Pig guts fly as brawl over US meat imports erupts in Taiwanese parliament
Safety concerns over US meat, due to the presence of ractopamine used by some US farmers, were expressed vividly in parliament.
Taiwan's Legislative Yuan did not look this clean last week...
There was pandemonium in the parliament of Taiwan last week, as pig entrails were thrown at politicians attempting to pass a law which would lift the ban on US meat imports.
Taiwan’s Premier Su Tseng-chang of the ruling Democratic Progressive Party (DPP) was due in parliament last week to announce the new legislation, yet his appearance was disrupted by members of the Chinese nationalist party, the Kuomingtang (KMT). They blew whistles and held placards aloft on the floor of Taiwan’s Legislative Yuan in Taipei, and even attempted to block Su Tseng-chang’s path by placing bags of pig organs in his way.
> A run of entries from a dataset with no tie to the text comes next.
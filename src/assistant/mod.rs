//! Free-form helper built on the LLM: answers questions and proposes
//! activities from a user's mood insight. Failures never surface as errors,
//! they turn into canned replies.

use crate::llm::{CompletionOptions, LlmProvider};
use crate::mood::InsightSnapshot;
use serde::Serialize;
use std::sync::Arc;
use std::time::Duration;
use tracing::warn;

pub const GREETING: &str = "How can I help you based on your mood insights?";
pub const NO_ANSWER: &str = "Sorry, I have no answer for that.";
pub const ASK_FAILED: &str = "Something went wrong. Please try again.";
pub const NO_SOLUTION: &str = "Sorry, I could not fetch the solution. Please try again.";
pub const SOLUTION_FAILED: &str = "Could not fetch solution. Please try again.";

#[derive(Debug, Clone, PartialEq, Serialize)]
pub struct AssistantReply {
    pub text: String,
    /// False when `text` is one of the canned fallback replies.
    pub answered: bool,
}

impl AssistantReply {
    fn answered(text: String) -> Self {
        Self {
            text,
            answered: true,
        }
    }

    fn canned(text: &str) -> Self {
        Self {
            text: text.to_string(),
            answered: false,
        }
    }
}

pub fn question_prompt(question: &str) -> String {
    format!(
        "Answer the following question in **short, point-wise, and very simple words** so that a beginner can easily understand:\n\n{}",
        question
    )
}

pub fn solution_prompt(snapshot: &InsightSnapshot) -> String {
    let summary = snapshot
        .distribution
        .iter()
        .map(|share| format!("{}: {}", share.mood, share.count))
        .collect::<Vec<_>>()
        .join(", ");
    format!(
        "Based on this user's mood insight: {}, suggest some activities, solutions, or resources to help them.",
        summary
    )
}

pub struct MoodAssistant {
    provider: Arc<dyn LlmProvider>,
    options: CompletionOptions,
}

impl MoodAssistant {
    pub fn new(provider: Arc<dyn LlmProvider>, timeout: Duration) -> Self {
        Self {
            provider,
            options: CompletionOptions {
                temperature: 0.7,
                timeout,
                ..Default::default()
            },
        }
    }

    pub async fn ask(&self, question: &str) -> AssistantReply {
        match self.provider.complete(&question_prompt(question), &self.options).await {
            Ok(text) if !text.trim().is_empty() => AssistantReply::answered(text),
            Ok(_) => AssistantReply::canned(NO_ANSWER),
            Err(err) => {
                warn!("Assistant question failed: {}", err);
                AssistantReply::canned(ASK_FAILED)
            }
        }
    }

    /// `None` when there is no history to base a solution on.
    pub async fn suggest_solution(&self, snapshot: &InsightSnapshot) -> Option<AssistantReply> {
        if snapshot.is_empty() {
            return None;
        }
        let reply = match self.provider.complete(&solution_prompt(snapshot), &self.options).await {
            Ok(text) if !text.trim().is_empty() => AssistantReply::answered(text),
            Ok(_) => AssistantReply::canned(NO_SOLUTION),
            Err(err) => {
                warn!("Assistant solution failed: {}", err);
                AssistantReply::canned(SOLUTION_FAILED)
            }
        };
        Some(reply)
    }
}

#[cfg(test)]
mod tests {
    use super::*;
    use crate::llm::{LlmError, NoOpLlmProvider};
    use crate::mood::{Mood, MoodClassification, MoodRecord};
    use async_trait::async_trait;
    use std::sync::Mutex;

    /// Replies with a fixed text and remembers the last prompt.
    #[derive(Default)]
    struct RecordingProvider {
        reply: String,
        last_prompt: Mutex<Option<String>>,
    }

    #[async_trait]
    impl LlmProvider for RecordingProvider {
        fn name(&self) -> &str {
            "recording"
        }

        fn model(&self) -> &str {
            "recording"
        }

        async fn complete(
            &self,
            prompt: &str,
            _options: &CompletionOptions,
        ) -> Result<String, LlmError> {
            *self.last_prompt.lock().unwrap() = Some(prompt.to_string());
            Ok(self.reply.clone())
        }
    }

    fn snapshot(moods: &[Mood]) -> InsightSnapshot {
        let history: Vec<MoodRecord> = moods
            .iter()
            .map(|mood| {
                MoodRecord::now(MoodClassification {
                    mood: mood.clone(),
                    ..Default::default()
                })
            })
            .collect();
        InsightSnapshot::compute(&history)
    }

    #[tokio::test]
    async fn ask_wraps_question_in_beginner_prompt() {
        let provider = Arc::new(RecordingProvider {
            reply: "- Breathe\n- Walk".to_string(),
            ..Default::default()
        });
        let assistant = MoodAssistant::new(provider.clone(), Duration::from_secs(1));

        let reply = assistant.ask("How do I relax?").await;
        assert_eq!(reply, AssistantReply::answered("- Breathe\n- Walk".to_string()));
        let prompt = provider.last_prompt.lock().unwrap().clone().unwrap();
        assert!(prompt.starts_with("Answer the following question in **short"));
        assert!(prompt.ends_with("\n\nHow do I relax?"));
    }

    #[tokio::test]
    async fn empty_answer_gets_canned_reply() {
        let assistant = MoodAssistant::new(
            Arc::new(RecordingProvider::default()),
            Duration::from_secs(1),
        );
        assert_eq!(assistant.ask("?").await.text, NO_ANSWER);
    }

    #[tokio::test]
    async fn provider_failure_gets_canned_reply() {
        let assistant = MoodAssistant::new(Arc::new(NoOpLlmProvider), Duration::from_secs(1));
        assert_eq!(assistant.ask("hi").await, AssistantReply::canned(ASK_FAILED));

        let reply = assistant
            .suggest_solution(&snapshot(&[Mood::Sad]))
            .await
            .unwrap();
        assert_eq!(reply.text, SOLUTION_FAILED);
    }

    #[tokio::test]
    async fn solution_prompt_lists_counts() {
        let provider = Arc::new(RecordingProvider {
            reply: "Try a walk.".to_string(),
            ..Default::default()
        });
        let assistant = MoodAssistant::new(provider.clone(), Duration::from_secs(1));

        let reply = assistant
            .suggest_solution(&snapshot(&[Mood::Sad, Mood::Happy, Mood::Sad]))
            .await
            .unwrap();
        assert!(reply.answered);
        assert_eq!(
            provider.last_prompt.lock().unwrap().as_deref(),
            Some("Based on this user's mood insight: sad: 2, happy: 1, suggest some activities, solutions, or resources to help them.")
        );
    }

    #[tokio::test]
    async fn no_history_no_solution() {
        let assistant = MoodAssistant::new(Arc::new(NoOpLlmProvider), Duration::from_secs(1));
        assert!(assistant.suggest_solution(&snapshot(&[])).await.is_none());
    }
}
What followed were chaotic scenes not expected in any legislative chamber, as members of the DPP tried to stop the KMT’s protests. Physical altercations erupted on the floor of the chamber, with pig organs flying through the air as they were hurled at DPP members. The aftermath revealed strewn placards and offal on the floor of the Yuan.
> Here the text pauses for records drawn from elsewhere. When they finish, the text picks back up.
use axum::extract::FromRef;

use crate::assistant::MoodAssistant;
use crate::catalog::{CatalogSearch, SearchHistory};
use crate::mood::MoodService;
use crate::user::UserManager;
use std::sync::{Arc, Mutex};
use std::time::Instant;

use super::ServerConfig;

pub type GuardedUserManager = Arc<Mutex<UserManager>>;
pub type GuardedMoodService = Arc<MoodService>;
pub type GuardedAssistant = Arc<MoodAssistant>;
pub type GuardedCatalog = Arc<dyn CatalogSearch>;
pub type GuardedSearchHistory = Arc<SearchHistory>;

#[derive(Clone)]
pub struct ServerState {
    pub config: ServerConfig,
    pub start_time: Instant,
    pub hash: String,
    pub user_manager: GuardedUserManager,
    pub mood_service: GuardedMoodService,
    pub assistant: GuardedAssistant,
    pub catalog: GuardedCatalog,
    pub search_history: GuardedSearchHistory,
}

impl FromRef<ServerState> for ServerConfig {
    fn from_ref(input: &ServerState) -> Self {
        input.config.clone()
    }
}

impl FromRef<ServerState> for GuardedUserManager {
    fn from_ref(input: &ServerState) -> Self {
        input.user_manager.clone()
    }
}

impl FromRef<ServerState> for GuardedMoodService {
    fn from_ref(input: &ServerState) -> Self {
        input.mood_service.clone()
    }
}

impl FromRef<ServerState> for GuardedAssistant {
    fn from_ref(input: &ServerState) -> Self {
        input.assistant.clone()
    }
}

impl FromRef<ServerState> for GuardedCatalog {
    fn from_ref(input: &ServerState) -> Self {
        input.catalog.clone()
    }
}

impl FromRef<ServerState> for GuardedSearchHistory {
    fn from_ref(input: &ServerState) -> Self {
        input.search_history.clone()
    }
}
The issue of US imports into Taiwan, or the Republic of China as it is also known, is a sensitive one. The DPP chose to lift the ban earlier in the year, but there are fears, both within the KMT and the general public, that US meat is not safe for consumption due to the use of ractopamine. The animal feed additive is used by some US farmers to promote leaner meat, but it is banned in the EU, Russia and the People’s Republic of China.
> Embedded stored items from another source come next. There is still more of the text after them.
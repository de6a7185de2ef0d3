//! LLM provider abstraction layer.
//!
//! Mood classification and the assistant only need a prompt-in, text-out
//! model, so the trait stays that small.

mod gemini;
mod provider;

pub use gemini::GeminiProvider;
pub use provider::{CompletionOptions, LlmError, LlmProvider, NoOpLlmProvider};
Recent protests in Taiwan have seen large inflatable pigs flying overhead, indicating that, perhaps, there is a lack of support for the relaxing of the ban. However, others see the actions of the DPP as an attempt to build a trade deal with Washington.
According to the BBC, the DPP called the events last week “a disgusting protest” and a waste of food that “stank up” the parliament. The party urged for a return to a more rational debate in the Yuan.
The opposing KMT felt that last week’s messy protests were their only remaining option, however. According to The Guardian, the party said: “In order to protect people’s health and protect the bottom line of food safety, the opposition party cannot but resist.”